» **Extracted records**
◇ ◇ ◇ ◇
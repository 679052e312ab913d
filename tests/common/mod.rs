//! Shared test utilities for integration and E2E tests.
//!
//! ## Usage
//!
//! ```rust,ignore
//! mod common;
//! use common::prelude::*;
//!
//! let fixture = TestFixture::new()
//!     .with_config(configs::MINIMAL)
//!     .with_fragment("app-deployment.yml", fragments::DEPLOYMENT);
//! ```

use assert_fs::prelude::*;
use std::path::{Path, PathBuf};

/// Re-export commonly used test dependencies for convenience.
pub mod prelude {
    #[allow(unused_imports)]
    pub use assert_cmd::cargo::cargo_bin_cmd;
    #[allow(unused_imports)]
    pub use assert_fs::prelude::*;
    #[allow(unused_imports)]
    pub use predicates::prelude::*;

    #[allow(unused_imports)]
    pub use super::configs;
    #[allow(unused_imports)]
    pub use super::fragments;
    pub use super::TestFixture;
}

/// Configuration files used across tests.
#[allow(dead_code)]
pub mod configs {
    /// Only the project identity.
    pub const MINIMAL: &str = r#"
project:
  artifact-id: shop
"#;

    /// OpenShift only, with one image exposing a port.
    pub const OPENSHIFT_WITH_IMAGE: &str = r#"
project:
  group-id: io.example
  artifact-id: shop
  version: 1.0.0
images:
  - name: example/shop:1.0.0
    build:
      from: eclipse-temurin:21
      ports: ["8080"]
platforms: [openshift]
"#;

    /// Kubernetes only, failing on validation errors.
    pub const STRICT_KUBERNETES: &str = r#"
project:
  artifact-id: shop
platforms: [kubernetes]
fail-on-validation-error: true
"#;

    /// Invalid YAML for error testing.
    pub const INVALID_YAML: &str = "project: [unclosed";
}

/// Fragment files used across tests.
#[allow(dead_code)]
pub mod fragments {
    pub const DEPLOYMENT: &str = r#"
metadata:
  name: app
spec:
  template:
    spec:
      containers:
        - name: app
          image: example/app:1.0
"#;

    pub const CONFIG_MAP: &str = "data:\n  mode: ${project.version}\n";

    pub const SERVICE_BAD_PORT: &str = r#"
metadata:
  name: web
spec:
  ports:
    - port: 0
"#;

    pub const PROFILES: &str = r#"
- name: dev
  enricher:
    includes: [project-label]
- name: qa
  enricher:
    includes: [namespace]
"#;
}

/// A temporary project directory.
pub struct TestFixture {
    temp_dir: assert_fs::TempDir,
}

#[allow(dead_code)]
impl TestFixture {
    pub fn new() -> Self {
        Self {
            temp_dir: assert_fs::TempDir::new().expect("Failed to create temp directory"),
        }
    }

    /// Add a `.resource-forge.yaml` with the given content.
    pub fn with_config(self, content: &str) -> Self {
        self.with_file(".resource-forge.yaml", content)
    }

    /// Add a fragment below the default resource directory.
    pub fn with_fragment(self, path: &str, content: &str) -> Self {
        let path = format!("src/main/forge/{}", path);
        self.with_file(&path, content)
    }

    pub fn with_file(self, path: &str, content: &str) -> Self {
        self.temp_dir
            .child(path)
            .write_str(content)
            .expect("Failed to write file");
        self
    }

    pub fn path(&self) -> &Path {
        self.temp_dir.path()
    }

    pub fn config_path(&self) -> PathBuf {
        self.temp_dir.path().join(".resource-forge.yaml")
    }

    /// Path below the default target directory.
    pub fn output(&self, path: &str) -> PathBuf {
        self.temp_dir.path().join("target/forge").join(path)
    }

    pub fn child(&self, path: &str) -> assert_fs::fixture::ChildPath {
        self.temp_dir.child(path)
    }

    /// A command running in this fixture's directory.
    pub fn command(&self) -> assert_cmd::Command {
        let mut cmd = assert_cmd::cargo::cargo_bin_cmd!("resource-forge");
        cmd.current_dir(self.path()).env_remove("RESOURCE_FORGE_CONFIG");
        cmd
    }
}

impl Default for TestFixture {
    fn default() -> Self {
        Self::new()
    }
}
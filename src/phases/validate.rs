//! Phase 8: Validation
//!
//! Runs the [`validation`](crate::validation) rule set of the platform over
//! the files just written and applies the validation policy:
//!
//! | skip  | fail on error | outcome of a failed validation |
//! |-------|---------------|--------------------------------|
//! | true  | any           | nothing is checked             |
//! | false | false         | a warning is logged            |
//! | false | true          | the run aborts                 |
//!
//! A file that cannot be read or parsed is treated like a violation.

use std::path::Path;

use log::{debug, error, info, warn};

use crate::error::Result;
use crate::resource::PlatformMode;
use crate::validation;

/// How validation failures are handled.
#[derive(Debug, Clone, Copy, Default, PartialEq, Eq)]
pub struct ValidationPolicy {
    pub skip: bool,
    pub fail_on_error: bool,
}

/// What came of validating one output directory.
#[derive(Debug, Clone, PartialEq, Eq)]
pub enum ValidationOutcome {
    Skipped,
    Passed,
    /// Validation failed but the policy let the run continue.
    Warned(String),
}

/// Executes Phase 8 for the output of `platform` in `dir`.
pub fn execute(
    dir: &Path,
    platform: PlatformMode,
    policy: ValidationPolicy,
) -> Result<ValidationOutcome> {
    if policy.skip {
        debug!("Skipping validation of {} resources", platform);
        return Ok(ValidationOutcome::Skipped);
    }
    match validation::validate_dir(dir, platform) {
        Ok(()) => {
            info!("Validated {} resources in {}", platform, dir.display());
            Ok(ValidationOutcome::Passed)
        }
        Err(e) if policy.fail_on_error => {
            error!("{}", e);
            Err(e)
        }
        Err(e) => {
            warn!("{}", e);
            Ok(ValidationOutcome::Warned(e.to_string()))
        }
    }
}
◇ ◇ ◇ ◇
» **Exercise instructions**
Output, exactly and in full, the lines from the start of the entries above through the line that contains "pub use super::fragments;".

» **Task result**
repository 679052e312ab913d
filename tests/common/mod.rs
//! Shared test utilities for integration and E2E tests.
//!
//! ## Usage
//!
//! ```rust,ignore
//! mod common;
//! use common::prelude::*;
//!
//! let fixture = TestFixture::new()
//!     .with_config(configs::MINIMAL)
//!     .with_fragment("app-deployment.yml", fragments::DEPLOYMENT);
//! ```

use assert_fs::prelude::*;
use std::path::{Path, PathBuf};

/// Re-export commonly used test dependencies for convenience.
pub mod prelude {
    #[allow(unused_imports)]
    pub use assert_cmd::cargo::cargo_bin_cmd;
    #[allow(unused_imports)]
    pub use assert_fs::prelude::*;
    #[allow(unused_imports)]
    pub use predicates::prelude::*;

    #[allow(unused_imports)]
    pub use super::configs;
    #[allow(unused_imports)]
    pub use super::fragments;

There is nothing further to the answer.